Dumans fez seu filme praticamente sozinho (direção, roteiro, fotografia), com a ajuda de sua atriz/personagem, Viviane de Cassia Ferreira, também roteirista e diretora de arte, entre outros. Gaitán fez direção, roteiro e parte da fotografia de um filme cuja base é uma longa entrevista com sua mãe, Dina Moscovici.

Cena do filme 'As Linhas da Minha Mão', de João Dumans
Cena do filme 'As Linhas da Minha Mão', de João Dumans - Divulgação

Que tenham chegado a resultados admiráveis é animador. Esses autores, como outros na mostra deste ano, deram nó em pingo d’água, driblando as dificuldades de financiamento e isolamento impostos seja pelo governo federal, seja pela pandemia.

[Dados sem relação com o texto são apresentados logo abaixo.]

//! Lossy JPEG output with quality control

use drawpad_ipc::ExportFormat;
use image::ImageEncoder;
use image::codecs::jpeg::JpegEncoder;
use painting::PixelBuffer;
use tracing::debug;

use crate::{EncodeError, Encoded, FormatEncoder, Quality, resolve_quality};

/// Encode a buffer as baseline JPEG. Alpha is dropped; snapshots are opaque.
pub fn encode_jpeg(buffer: &PixelBuffer, quality: Quality) -> Result<Vec<u8>, EncodeError> {
    let rgb: Vec<u8> = buffer
        .as_raw()
        .chunks_exact(4)
        .flat_map(|px| [px[0], px[1], px[2]])
        .collect();

    let mut jpeg = Vec::new();
    JpegEncoder::new_with_quality(&mut jpeg, quality.percent())
        .write_image(
            &rgb,
            buffer.width(),
            buffer.height(),
            image::ExtendedColorType::Rgb8,
        )
        .map_err(EncodeError::codec(ExportFormat::Jpeg))?;

    debug!(
        "Encoded {}x{} JPEG at quality {} ({} bytes)",
        buffer.width(),
        buffer.height(),
        quality.percent(),
        jpeg.len()
    );
    Ok(jpeg)
}

#[derive(Debug, Clone, Copy)]
pub struct JpegWriter {
    default_quality: Quality,
}

impl JpegWriter {
    pub fn new(default_quality: Quality) -> Self {
        Self { default_quality }
    }
}

impl FormatEncoder for JpegWriter {
    fn format(&self) -> ExportFormat {
        ExportFormat::Jpeg
    }

    fn encode(&self, buffer: &PixelBuffer, quality: Option<f32>) -> Result<Encoded, EncodeError> {
        let quality = resolve_quality(quality, self.default_quality)?;
        encode_jpeg(buffer, quality).map(Encoded::Bytes)
    }
}

#[cfg(test)]
mod tests {
    use super::*;

    fn noise(width: u32, height: u32) -> PixelBuffer {
        // Deterministic xorshift noise, hard to compress
        let mut state = 0x2545_F491_u32;
        let mut raw = Vec::with_capacity((width * height * 4) as usize);
        for _ in 0..width * height {
            let mut px = [0u8; 4];
            for channel in px.iter_mut().take(3) {
                state ^= state << 13;
                state ^= state >> 17;
                state ^= state << 5;
                *channel = state as u8;
            }
            px[3] = 255;
            raw.extend_from_slice(&px);
        }
        PixelBuffer::from_raw(width, height, raw).unwrap()
    }

    #[test]
    fn test_solid_background_scenario() {
        let buffer = PixelBuffer::filled(100, 100, [0x24, 0x1A, 0x03, 0xFF]).unwrap();
        let bytes = encode_jpeg(&buffer, Quality::new(0.9).unwrap()).unwrap();
        assert_eq!(&bytes[0..2], &[0xFF, 0xD8]);

        let decoded = image::load_from_memory_with_format(&bytes, image::ImageFormat::Jpeg)
            .unwrap()
            .to_rgb8();
        assert_eq!(decoded.dimensions(), (100, 100));
        for px in decoded.pixels() {
            for (got, want) in px.0.iter().zip([0x24u8, 0x1A, 0x03]) {
                assert!(
                    (*got as i32 - want as i32).abs() <= 4,
                    "pixel {:?} too far from #241A03",
                    px.0
                );
            }
        }
    }

    #[test]
    fn test_lower_quality_is_smaller() {
        let buffer = noise(64, 64);
        let high = encode_jpeg(&buffer, Quality::new(0.95).unwrap()).unwrap();
        let low = encode_jpeg(&buffer, Quality::new(0.2).unwrap()).unwrap();
        assert!(low.len() < high.len(), "{} >= {}", low.len(), high.len());
    }

    #[test]
    fn test_writer_rejects_bad_quality() {
        let buffer = PixelBuffer::filled(2, 2, [0, 0, 0, 255]).unwrap();
        let writer = JpegWriter::new(Quality::new(0.9).unwrap());
        assert!(matches!(
            writer.encode(&buffer, Some(0.0)),
            Err(EncodeError::QualityOutOfRange(_))
        ));
        assert!(writer.encode(&buffer, None).is_ok());
    }
}
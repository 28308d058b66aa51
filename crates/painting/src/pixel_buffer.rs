//! Immutable RGBA8 snapshot handed from the compositor to the encoders

use crate::constants::BYTES_PER_PIXEL;
use crate::validation::{RasterError, validate_rgba};

/// An owned, fixed-size RGBA8 raster.
///
/// Once built the pixels cannot change. Buffers produced by the compositor
/// are fully opaque.
#[derive(Debug, Clone, PartialEq, Eq)]
pub struct PixelBuffer {
    width: u32,
    height: u32,
    pixels: Vec<u8>,
}

impl PixelBuffer {
    /// Wrap raw RGBA8 bytes, row-major, top row first
    pub fn from_raw(width: u32, height: u32, pixels: Vec<u8>) -> Result<Self, RasterError> {
        validate_rgba(width, height, pixels.len())?;
        Ok(Self {
            width,
            height,
            pixels,
        })
    }

    /// A buffer of one repeated color
    pub fn filled(width: u32, height: u32, color: [u8; 4]) -> Result<Self, RasterError> {
        let count = (width as usize) * (height as usize);
        Self::from_raw(width, height, color.repeat(count))
    }

    #[inline]
    pub fn width(&self) -> u32 {
        self.width
    }

    #[inline]
    pub fn height(&self) -> u32 {
        self.height
    }

    /// Raw RGBA8 bytes
    #[inline]
    pub fn as_raw(&self) -> &[u8] {
        &self.pixels
    }

    /// Get a pixel at the given coordinates
    /// Returns None if coordinates are out of bounds
    pub fn pixel(&self, x: u32, y: u32) -> Option<[u8; 4]> {
        if x >= self.width || y >= self.height {
            return None;
        }
        let offset = ((y as usize) * (self.width as usize) + (x as usize)) * BYTES_PER_PIXEL;
        let px = &self.pixels[offset..offset + BYTES_PER_PIXEL];
        Some([px[0], px[1], px[2], px[3]])
    }

    /// Iterate over rows, top row first
    pub fn rows(&self) -> impl DoubleEndedIterator<Item = &[u8]> + ExactSizeIterator {
        self.pixels
            .chunks_exact(self.width as usize * BYTES_PER_PIXEL)
    }

    /// True when every alpha byte is 0xFF
    pub fn is_opaque(&self) -> bool {
        self.pixels
            .chunks_exact(BYTES_PER_PIXEL)
            .all(|px| px[3] == u8::MAX)
    }
}

#[cfg(test)]
mod tests {
    use super::*;

    #[test]
    fn test_from_raw_checks_length() {
        assert!(PixelBuffer::from_raw(2, 2, vec![0; 16]).is_ok());
        assert!(PixelBuffer::from_raw(2, 2, vec![0; 15]).is_err());
        assert!(PixelBuffer::from_raw(0, 2, vec![]).is_err());
    }

    #[test]
    fn test_pixel_access() {
        let mut raw = vec![0u8; 2 * 2 * 4];
        raw[12..16].copy_from_slice(&[1, 2, 3, 255]);
        let buffer = PixelBuffer::from_raw(2, 2, raw).unwrap();
        assert_eq!(buffer.pixel(1, 1), Some([1, 2, 3, 255]));
        assert_eq!(buffer.pixel(2, 0), None);
        assert_eq!(buffer.rows().len(), 2);
    }

    #[test]
    fn test_opacity_check() {
        let opaque = PixelBuffer::filled(3, 3, [9, 9, 9, 255]).unwrap();
        assert!(opaque.is_opaque());
        let clear = PixelBuffer::filled(3, 3, [9, 9, 9, 254]).unwrap();
        assert!(!clear.is_opaque());
    }
}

Se serviu para nos projetar às vicissitudes de um passado recente, a mostra buscou ao mesmo tempo tomar o lugar de vanguarda na prospecção do que pode vir pela frente. O 1º Fórum de Tiradentes não é um congresso, nem expressão do que possa ser o conjunto do pensamento dos envolvidos com o audiovisual. No entanto, juntou durante nove dias representantes de todos os seus setores, da produção à preservação, passando por distribuidores e exibidores.

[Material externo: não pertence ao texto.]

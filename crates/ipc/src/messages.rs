//! Main IPC message enums for communication between the front end and the core.

use serde::{Deserialize, Serialize};

use crate::IpcError;
use crate::commands::{ExportFormat, ExportRequest, PaintCommand};

/// Messages from the front end to the core.
#[derive(Debug, Clone, Serialize, Deserialize)]
#[serde(tag = "type", content = "data")]
pub enum UiToCore {
    /// Drawing state or surface change
    PaintCommand(PaintCommand),

    /// Export the current drawing in one format
    Export(ExportRequest),

    /// Export the current drawing in several formats from a single snapshot
    ExportMany { requests: Vec<ExportRequest> },
}

/// Messages from the core back to the front end.
#[derive(Debug, Clone, Serialize, Deserialize)]
#[serde(tag = "type", content = "data")]
pub enum CoreToUi {
    /// An artifact was produced and handed to the delivery sink
    Exported {
        format: ExportFormat,
        filename: Option<String>,
        mime_label: String,
        byte_len: usize,
    },

    /// Base64 export text, for the front end to show or copy
    Base64Ready { data_uri: String },

    /// An export was already in its snapshot window
    Busy,

    /// Error notification
    Error { code: String, message: String },
}

impl UiToCore {
    /// Parse a message from its JSON wire form.
    pub fn from_json(json: &str) -> Result<Self, IpcError> {
        let trimmed = json.trim();
        if trimmed.is_empty() {
            return Err(IpcError::InvalidFormat("empty message".to_string()));
        }
        Ok(serde_json::from_str(trimmed)?)
    }
}

impl CoreToUi {
    /// Serialize to the JSON wire form.
    pub fn to_json(&self) -> Result<String, IpcError> {
        Ok(serde_json::to_string(self)?)
    }
}

#[cfg(test)]
mod tests {
    use super::*;
    use crate::commands::Tool;

    #[test]
    fn test_parse_export_message() {
        let msg = UiToCore::from_json(
            r#"{"type":"Export","data":{"format":"jpeg","quality":0.9,"filename":"a.jpg"}}"#,
        )
        .unwrap();
        match msg {
            UiToCore::Export(request) => {
                assert_eq!(request.format, ExportFormat::Jpeg);
                assert_eq!(request.quality, Some(0.9));
                assert_eq!(request.filename.as_deref(), Some("a.jpg"));
            }
            other => panic!("unexpected message {other:?}"),
        }
    }

    #[test]
    fn test_parse_paint_message() {
        let msg = UiToCore::from_json(
            r#"{"type":"PaintCommand","data":{"SetTool":{"tool":"eraser"}}}"#,
        )
        .unwrap();
        assert!(matches!(
            msg,
            UiToCore::PaintCommand(PaintCommand::SetTool { tool: Tool::Eraser })
        ));
    }

    #[test]
    fn test_empty_message_rejected() {
        assert!(matches!(
            UiToCore::from_json("   "),
            Err(IpcError::InvalidFormat(_))
        ));
        assert!(matches!(
            UiToCore::from_json("{not json"),
            Err(IpcError::Serialize(_))
        ));
    }

    #[test]
    fn test_reply_serialization() {
        let json = CoreToUi::Busy.to_json().unwrap();
        assert_eq!(json, r#"{"type":"Busy"}"#);

        let json = CoreToUi::Exported {
            format: ExportFormat::Bmp,
            filename: Some("drawing.bmp".into()),
            mime_label: "image/bmp".into(),
            byte_len: 70,
        }
        .to_json()
        .unwrap();
        assert!(json.contains(r#""format":"bmp""#));
        assert!(json.contains(r#""byte_len":70"#));
    }
}
//! Integer alpha compositing on straight-alpha RGBA8 pixels

use crate::types::Rgb;

/// `a * b / 255`, rounded
#[inline]
pub fn mul_div255(a: u8, b: u8) -> u8 {
    ((a as u32 * b as u32 + 127) / 255) as u8
}

/// Porter-Duff source-over of `src` (alpha scaled by `coverage`) onto `dst`.
///
/// Both pixels are straight alpha; the result is straight alpha.
#[inline]
pub fn source_over(dst: [u8; 4], src: [u8; 4], coverage: u8) -> [u8; 4] {
    let sa = mul_div255(src[3], coverage) as u32;
    if sa == 0 {
        return dst;
    }
    if sa == 255 {
        return [src[0], src[1], src[2], 255];
    }

    // Channel weights in 255*255 scale: out_a * 255 = sa * 255 + da * (255 - sa)
    let src_weight = sa * 255;
    let dst_weight = dst[3] as u32 * (255 - sa);
    let total = src_weight + dst_weight;

    let channel = |s: u8, d: u8| {
        ((s as u32 * src_weight + d as u32 * dst_weight + total / 2) / total) as u8
    };

    [
        channel(src[0], dst[0]),
        channel(src[1], dst[1]),
        channel(src[2], dst[2]),
        ((total + 127) / 255) as u8,
    ]
}

/// Source-over of `src` onto an opaque background; the result is always opaque.
#[inline]
pub fn over_opaque(background: Rgb, src: [u8; 4]) -> [u8; 4] {
    let sa = src[3] as u32;
    let channel = |s: u8, b: u8| ((s as u32 * sa + b as u32 * (255 - sa) + 127) / 255) as u8;
    [
        channel(src[0], background.r),
        channel(src[1], background.g),
        channel(src[2], background.b),
        255,
    ]
}

/// Destination-out: remove `amount` (0-255) of the pixel's alpha.
#[inline]
pub fn destination_out(dst: [u8; 4], amount: u8) -> [u8; 4] {
    let alpha = mul_div255(dst[3], 255 - amount);
    if alpha == 0 {
        return [0, 0, 0, 0];
    }
    [dst[0], dst[1], dst[2], alpha]
}

#[cfg(test)]
mod tests {
    use super::*;

    #[test]
    fn test_source_over_onto_transparent() {
        let out = source_over([0, 0, 0, 0], [200, 100, 50, 128], 255);
        // Color stays straight, alpha is the source alpha
        assert_eq!(out, [200, 100, 50, 128]);
    }

    #[test]
    fn test_source_over_zero_coverage_is_noop() {
        let dst = [1, 2, 3, 4];
        assert_eq!(source_over(dst, [255, 255, 255, 255], 0), dst);
    }

    #[test]
    fn test_over_opaque_is_not_additive() {
        let bg = Rgb::new(200, 200, 200);
        // Half-transparent white over light gray must not exceed white
        let out = over_opaque(bg, [255, 255, 255, 128]);
        assert_eq!(out[3], 255);
        assert!(out[0] >= 200);
        assert_eq!(over_opaque(bg, [0, 0, 0, 0]), [200, 200, 200, 255]);
        assert_eq!(over_opaque(bg, [9, 8, 7, 255]), [9, 8, 7, 255]);
    }

    #[test]
    fn test_destination_out() {
        assert_eq!(destination_out([10, 10, 10, 255], 255), [0, 0, 0, 0]);
        let half = destination_out([10, 10, 10, 255], 128);
        assert_eq!(half[..3], [10, 10, 10]);
        assert_eq!(half[3], 127);
    }
}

Algumas presenças reforçam seu caráter semioficial: a nova secretária de Audiovisual do aliás novo Ministério da Cultura e até uma ministra do STF, o Supremo Tribunal Federal, estavam por lá na noite de abertura dos trabalhos, que tinham como organizadores Mário Borghineti, ex-secretário do Audiovisual do MinC, e Alfredo Manevy, ex-presidente da SPCine, além de Raquel Hallak, diretora da Mostra.

Coube a eles reunir personagens representativos do audiovisual, que produziram, após dias de encontros, a chamada Carta de Tiradentes, ou seja, uma série de ideias e recomendações a serem encaminhadas às instâncias oficiais.

Note-se: não se tratou de um congresso de cinema, as pessoas não representavam entidades ou algo assemelhado. Portanto, suas recomendações podem ser acolhidas ou não, remetidas a outros interessados ou não. No entanto, é preciso notar que se tratou de um importante pontapé inicial sobre o que se projeta para atualizar o audiovisual brasileiro em seus mais diversos aspectos.

Apenas para dar uma ideia da defasagem brasileira: o país não conta com nenhuma legislação capaz de proteger seus produtos audiovisuais, nem os direitos de seus realizadores, num momento em que o streaming se torna o principal veículo de difusão do setor, superando a TV paga.

Se todo o problema fosse esse, seria até fácil. Por não ser é que o Fórum optou por colocar no centro uma palavra da moda: transversalidade. Traduzindo: os problemas do audiovisual não se restringem a cada um de seus segmentos; todos eles se relacionam entre si em algum momento.

Mulher branca e loira deitada em um campo de flores vermelhas
'O Canto das Amapolas', filme de Paula Gaitán exibido na Mostra de Tiradentes - Divulgação

O mais evidente deles é o financiamento. Normalmente, a parte privilegiada, que exige e recebe tratamento especial é, evidentemente, a produção. Cineastas gostam de fazer filmes. Mas, uma vez concluído, não raro endividados, relutam em produzir cópias e mesmo em tirar negativos de seus produtos para preservação. No entanto, as cinematecas precisam não só dessas cópias para existir, como de verbas para guardar e restaurar os filmes antigos.

Para resumir, não há setor cujos problemas não rebatam nos outros e interajam com eles. O Fórum e sua Carta levantam essas questões e arriscam-se a propor soluções. Estamos no fim do primeiro mês de um novo governo: na pior das hipóteses, esse primeiros movimento levanta questões pertinente e lembra aos envolvidos no audiovisual, da universidade aos trabalhadores, que o próximo período, de recuperação da estrutura do audiovisual —da legislação à estrutura física propriamente dita— demandará muito trabalho.

Trabalho e tolerância —mesmo porque o Fórum expressa, a rigor, o pensamento da produção independente, que está longe de ser o conjunto da produção. Como se pôde ver no Fórum, cada setor privilegia antes de tudo seus problemas —que conhece bem melhor.

Ao mesmo tempo, todos se entenderam de modo a produzir uma série de recomendações "estruturantes e transversais" a ser encaminhadas aos órgãos responsáveis. Não é tudo, mas também não é pouco: com essa nova e discreta conjuração mineira o cinema brasileiro começa a se repensar. Começa a recomeçar. A ver o que virá.